§ What is needed
The lines to find are those in the entries that hold the word "overlay"; copy every one of them.

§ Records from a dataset
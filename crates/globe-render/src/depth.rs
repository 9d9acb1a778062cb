//! Reverse-Z depth target shared by every scene pipeline.
//!
//! Near maps to 1.0 and far to 0.0: the buffer clears to 0.0 and a fragment
//! passes when its depth is `GreaterEqual` to the stored value.

pub struct DepthBuffer {
    pub texture: wgpu::Texture,
    pub view: wgpu::TextureView,
    size: (u32, u32),
    sample_count: u32,
}

impl DepthBuffer {
    pub const FORMAT: wgpu::TextureFormat = wgpu::TextureFormat::Depth32Float;
    pub const CLEAR_VALUE: f32 = 0.0;
    pub const COMPARE_FUNCTION: wgpu::CompareFunction = wgpu::CompareFunction::GreaterEqual;

    /// Allocate a depth target. Zero extents become 1; `sample_count` must
    /// match the color target it is paired with.
    pub fn new(device: &wgpu::Device, width: u32, height: u32, sample_count: u32) -> Self {
        let size = (width.max(1), height.max(1));
        let sample_count = sample_count.max(1);
        let texture = device.create_texture(&Self::descriptor(size, sample_count));
        let view = texture.create_view(&wgpu::TextureViewDescriptor::default());
        Self {
            texture,
            view,
            size,
            sample_count,
        }
    }

    pub fn descriptor(size: (u32, u32), sample_count: u32) -> wgpu::TextureDescriptor<'static> {
        wgpu::TextureDescriptor {
            label: Some("globe-depth"),
            size: wgpu::Extent3d {
                width: size.0,
                height: size.1,
                depth_or_array_layers: 1,
            },
            mip_level_count: 1,
            sample_count,
            dimension: wgpu::TextureDimension::D2,
            format: Self::FORMAT,
            usage: wgpu::TextureUsages::RENDER_ATTACHMENT,
            view_formats: &[],
        }
    }

    /// Reallocate for a new surface size; keeps the texture when the clamped
    /// size is unchanged.
    pub fn resize(&mut self, device: &wgpu::Device, width: u32, height: u32) {
        if self.size != (width.max(1), height.max(1)) {
            *self = Self::new(device, width, height, self.sample_count);
        }
    }

    pub fn sample_count(&self) -> u32 {
        self.sample_count
    }

    pub fn size(&self) -> (u32, u32) {
        self.size
    }

    /// Pass attachment that clears to the far plane.
    pub fn attachment(&self) -> wgpu::RenderPassDepthStencilAttachment<'_> {
        wgpu::RenderPassDepthStencilAttachment {
            view: &self.view,
            depth_ops: Some(wgpu::Operations {
                load: wgpu::LoadOp::Clear(Self::CLEAR_VALUE),
                store: wgpu::StoreOp::Store,
            }),
            stencil_ops: None,
        }
    }

    /// Pipeline depth state. Without `depth_test` every fragment passes.
    pub fn pipeline_state(depth_write: bool, depth_test: bool) -> wgpu::DepthStencilState {
        wgpu::DepthStencilState {
            format: Self::FORMAT,
            depth_write_enabled: depth_write,
            depth_compare: if depth_test {
                Self::COMPARE_FUNCTION
            } else {
                wgpu::CompareFunction::Always
            },
            stencil: wgpu::StencilState::default(),
            bias: wgpu::DepthBiasState::default(),
        }
    }
}

#[cfg(test)]
mod tests {
    use super::*;
    use crate::texture::create_test_device_queue;

    #[test]
    fn test_pipeline_state_flags() {
        let opaque = DepthBuffer::pipeline_state(true, true);
        assert!(opaque.depth_write_enabled);
        assert_eq!(opaque.depth_compare, wgpu::CompareFunction::GreaterEqual);
        assert_eq!(opaque.format, wgpu::TextureFormat::Depth32Float);

        let overlay = DepthBuffer::pipeline_state(false, false);
        assert!(!overlay.depth_write_enabled);
        assert_eq!(overlay.depth_compare, wgpu::CompareFunction::Always);
    }

    #[test]
    fn test_resize_tracks_clamped_size() {
        let Some((device, _queue)) = create_test_device_queue() else {
            return;
        };
        let mut depth = DepthBuffer::new(&device, 0, 0, 4);
        assert_eq!(depth.size(), (1, 1));

        depth.resize(&device, 1920, 1080);
        assert_eq!(depth.size(), (1920, 1080));
        depth.resize(&device, 0, 5);
        assert_eq!(depth.size(), (1, 5));
        assert_eq!(depth.sample_count(), 4);
    }

    #[test]
    fn test_attachment_clears_to_far_plane() {
        let Some((device, _queue)) = create_test_device_queue() else {
            return;
        };
        let depth = DepthBuffer::new(&device, 4, 4, 1);
        let ops = depth.attachment().depth_ops.unwrap();
        assert!(matches!(ops.load, wgpu::LoadOp::Clear(v) if v == 0.0));
        assert!(depth.attachment().stencil_ops.is_none());
    }
}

§ Output of the exercise
        let overlay = DepthBuffer::pipeline_state(false, false);
        assert!(!overlay.depth_write_enabled);
        assert_eq!(overlay.depth_compare, wgpu::CompareFunction::Always);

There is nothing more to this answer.